Give the lines of the material verbatim, from the first line to the line with "pub fn bind_field(field: &BoundField)", including both.

════════════════

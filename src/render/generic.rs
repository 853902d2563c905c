//! Fallback binder: any value in the tree becomes at least an editable control.

use super::BoundField;
use crate::{
    SaveValue,
    edit::DataPath,
    statics,
    widget::{Coerce, Control, Refresh, Target, Widget, WidgetKey},
};

pub fn bind_field(field: &BoundField) -> Widget {
    bind_value(&field.path, field.label(), field.value, field.descriptor.readonly)
}

/// Scalars map to typed inputs, objects to a collapsible section per property,
/// arrays to a collapsible section labelled by index.
pub fn bind_value(path: &DataPath, label: &str, value: &SaveValue, readonly: bool) -> Widget {
    let key = WidgetKey::at(path);
    let control = match value {
        SaveValue::Null => Control::text(key, label, statics::EN_EMPTY).bind(
            Target::Value {
                path: path.clone(),
                coerce: Coerce::Scalar,
            },
            Refresh::Nothing,
        ),
        SaveValue::Bool(b) => Control::checkbox(key, label, *b).bind(
            Target::Value {
                path: path.clone(),
                coerce: Coerce::Bool,
            },
            Refresh::Nothing,
        ),
        SaveValue::Number(n) => Control::number(key, label, n.as_f64()).bind(
            Target::Value {
                path: path.clone(),
                coerce: Coerce::Number,
            },
            Refresh::Nothing,
        ),
        SaveValue::String(s) => Control::text(key, label, s.as_str()).bind(
            Target::Value {
                path: path.clone(),
                coerce: Coerce::Text,
            },
            Refresh::Nothing,
        ),
        SaveValue::Object(map) => {
            let children = map
                .iter()
                .map(|(k, v)| bind_value(&path.key(k), k, v, readonly))
                .collect();
            return Widget::collapsing(WidgetKey::tagged("obj", path), label, false, children);
        }
        SaveValue::Array(items) => {
            let children = items
                .iter()
                .enumerate()
                .map(|(i, v)| bind_value(&path.index(i), &i.to_string(), v, readonly))
                .collect();
            return Widget::collapsing(
                WidgetKey::tagged("arr", path),
                format!("{label} [{}]", items.len()),
                false,
                children,
            );
        }
    };
    if readonly {
        control.disabled().into()
    } else {
        control.into()
    }
}
//! Read-only lookup tables (characters, items, equipment, runes) and the
//! `use_cnt`-driven item name resolution built on top of them.

use crate::statics;
use log::{info, warn};
use serde::Deserialize;
use std::{
    collections::{BTreeMap, BTreeSet, HashSet},
    path::{Path, PathBuf},
};

const BUNDLED_CATALOG: &str = include_str!("../assets/gamedata.json5");

/// Regular item ids that are key items; the key item picker offers these and the
/// accessory picker hides them.
pub const KEY_ITEM_IDS: &[i64] = &[
    29, 35, 36, 37, 38, 39, 40, 41, 42, 43, 44, 45, 46, 51, 52, 53, 54, 55, 72, 73, 74,
];
const ACCESSORY_EXCLUDED_RANGE: std::ops::RangeInclusive<i64> = 47..=50;

pub const USE_CNT_EQUIPMENT: i64 = 16;
pub const USE_CNT_RUNE: i64 = 32;
pub const USE_CNT_FARMING: i64 = 48;
pub const USE_CNT_TRADE: i64 = 64;
pub const USE_CNT_BASE: i64 = 80;
pub const USE_CNT_FOOD_MIN: i64 = 99;
pub const USE_CNT_FOOD_DEFAULT: i64 = 101;

#[derive(Debug, thiserror::Error)]
pub enum CatalogError {
    #[error("reading catalog {path:?}: {source}")]
    Io {
        path: PathBuf,
        #[source]
        source: std::io::Error,
    },
    #[error("parsing catalog: {0}")]
    Parse(String),
}

#[derive(Debug, Clone, PartialEq, Eq)]
pub struct Entry {
    pub name: String,
    pub attrs: Vec<String>,
}

impl Entry {
    pub fn has_attr(&self, attr: &str) -> bool {
        self.attrs.iter().any(|a| a == attr)
    }

    /// First attribute as a number; recipes and consumables carry their `use_cnt` there.
    fn numeric_attr(&self) -> Option<i64> {
        self.attrs.first().and_then(|a| a.parse().ok())
    }
}

#[derive(Debug, Clone, Default)]
pub struct Table(BTreeMap<i64, Entry>);

impl Table {
    pub fn get(&self, id: i64) -> Option<&Entry> {
        self.0.get(&id)
    }

    pub fn name(&self, id: i64) -> Option<&str> {
        self.get(id).map(|e| e.name.as_str())
    }

    /// Entries in ascending id order.
    pub fn iter(&self) -> impl Iterator<Item = (i64, &Entry)> {
        self.0.iter().map(|(id, e)| (*id, e))
    }

    pub fn len(&self) -> usize {
        self.0.len()
    }

    pub fn is_empty(&self) -> bool {
        self.0.is_empty()
    }
}

#[derive(Debug, Clone, Copy, PartialEq, Eq, Hash)]
pub enum TableKind {
    Characters,
    Runes,
    Items,
    Farming,
    Trade,
    BaseItems,
    Food,
    Helmet,
    Armor,
    Shield,
    Accessories,
}

impl TableKind {
    pub const ALL: [TableKind; 11] = [
        TableKind::Characters,
        TableKind::Runes,
        TableKind::Items,
        TableKind::Farming,
        TableKind::Trade,
        TableKind::BaseItems,
        TableKind::Food,
        TableKind::Helmet,
        TableKind::Armor,
        TableKind::Shield,
        TableKind::Accessories,
    ];

    pub fn title(self) -> &'static str {
        match self {
            TableKind::Characters => "Characters",
            TableKind::Runes => "Runes",
            TableKind::Items => "Items",
            TableKind::Farming => "Farming",
            TableKind::Trade => "Trade",
            TableKind::BaseItems => "Base Items",
            TableKind::Food => "Food",
            TableKind::Helmet => "Helmets",
            TableKind::Armor => "Armor",
            TableKind::Shield => "Shields",
            TableKind::Accessories => "Accessories",
        }
    }
}

/// Inventory item category, selected by the record's `use_cnt`.
#[derive(Debug, Clone, Copy, PartialEq, Eq, Hash)]
pub enum ItemKind {
    Regular,
    Equipment,
    Rune,
    Farming,
    Trade,
    Base,
    Food,
}

impl ItemKind {
    pub fn from_use_cnt(use_cnt: i64) -> Self {
        match use_cnt {
            USE_CNT_EQUIPMENT => ItemKind::Equipment,
            USE_CNT_RUNE => ItemKind::Rune,
            USE_CNT_FARMING => ItemKind::Farming,
            USE_CNT_TRADE => ItemKind::Trade,
            USE_CNT_BASE => ItemKind::Base,
            n if n >= USE_CNT_FOOD_MIN => ItemKind::Food,
            _ => ItemKind::Regular,
        }
    }

    pub fn type_name(self) -> &'static str {
        match self {
            ItemKind::Equipment => statics::EN_TYPE_EQUIPMENT,
            ItemKind::Rune => statics::EN_TYPE_RUNE,
            ItemKind::Farming => statics::EN_TYPE_FARMING,
            ItemKind::Trade => statics::EN_TYPE_TRADE,
            ItemKind::Base => statics::EN_TYPE_BASE,
            ItemKind::Food => statics::EN_TYPE_FOOD,
            ItemKind::Regular => statics::EN_TYPE_REGULAR,
        }
    }
}

/// Legend shown above inventory tables.
pub const ITEM_KIND_LEGEND: &[(&str, &str)] = &[
    ("0-9", "Regular Items"),
    ("16", "Equipment (all equipment types use 16)"),
    ("32", "Runes"),
    ("48", "Farming Items"),
    ("64", "Trade Items / Bath Items"),
    ("80", "Base/Warehouse Items"),
    ("99+", "Food Items (per-recipe values, be careful with the count)"),
];

/// Which picker dialog a row opens.
#[derive(Debug, Clone, Copy, PartialEq, Eq, Hash)]
pub enum PickerScope {
    /// Every category, for bag and warehouse tables.
    Inventory,
    /// Regular items (minus key items), accessories and food.
    Accessory,
}

#[derive(Debug, Clone, PartialEq, Eq)]
pub struct PickEntry {
    pub item_no: i64,
    pub use_cnt: i64,
    pub label: String,
}

#[derive(Debug, Clone, PartialEq, Eq)]
pub struct PickerCategory {
    pub title: &'static str,
    pub hint: &'static str,
    pub entries: Vec<PickEntry>,
}

#[derive(Debug, Clone, PartialEq, Eq)]
pub enum CatalogSource {
    Bundled,
    File(PathBuf),
}

#[derive(Debug, Clone)]
pub struct Catalog {
    pub source: CatalogSource,
    pub characters: Table,
    pub runes: Table,
    pub items: Table,
    pub farming: Table,
    pub trade: Table,
    pub base_items: Table,
    pub food: Table,
    pub helmet: Table,
    pub armor: Table,
    pub shield: Table,
    pub accessories: Table,
    pub beasts: BTreeSet<i64>,
}

#[derive(Deserialize)]
#[serde(untagged)]
enum RawAttr {
    Text(String),
    Number(i64),
}

#[derive(Deserialize)]
#[serde(untagged)]
enum RawEntry {
    Name(String),
    Full {
        name: String,
        #[serde(default)]
        attrs: Vec<RawAttr>,
    },
}

#[derive(Deserialize)]
#[serde(rename_all = "SCREAMING_SNAKE_CASE")]
struct RawCatalog {
    #[serde(default)]
    characters: BTreeMap<String, RawEntry>,
    #[serde(default)]
    runes: BTreeMap<String, RawEntry>,
    #[serde(default)]
    items: BTreeMap<String, RawEntry>,
    #[serde(default)]
    farming: BTreeMap<String, RawEntry>,
    #[serde(default)]
    trade: BTreeMap<String, RawEntry>,
    #[serde(default)]
    base_item: BTreeMap<String, RawEntry>,
    #[serde(default)]
    food: BTreeMap<String, RawEntry>,
    #[serde(default)]
    helmet: BTreeMap<String, RawEntry>,
    #[serde(default)]
    armor: BTreeMap<String, RawEntry>,
    #[serde(default)]
    shield: BTreeMap<String, RawEntry>,
    #[serde(default)]
    other_equip_gear: BTreeMap<String, RawEntry>,
    #[serde(default)]
    beasts: Vec<i64>,
}

fn build_table(raw: BTreeMap<String, RawEntry>) -> Table {
    let mut table = BTreeMap::new();
    for (id, entry) in raw {
        let Ok(id) = id.trim().parse::<i64>() else {
            warn!("catalog id {id:?} is not a number, skipping");
            continue;
        };
        let entry = match entry {
            RawEntry::Name(name) => Entry {
                name,
                attrs: Vec::new(),
            },
            RawEntry::Full { name, attrs } => Entry {
                name,
                attrs: attrs
                    .into_iter()
                    .map(|a| match a {
                        RawAttr::Text(s) => s,
                        RawAttr::Number(n) => n.to_string(),
                    })
                    .collect(),
            },
        };
        table.insert(id, entry);
    }
    Table(table)
}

════════════════

RESPONSE TO THIS EXERCISE —
filename src/render/generic.rs
repository 853902d2563c905c
//! Fallback binder: any value in the tree becomes at least an editable control.

use super::BoundField;
use crate::{
    SaveValue,
    edit::DataPath,
    statics,
    widget::{Coerce, Control, Refresh, Target, Widget, WidgetKey},
};

pub fn bind_field(field: &BoundField) -> Widget {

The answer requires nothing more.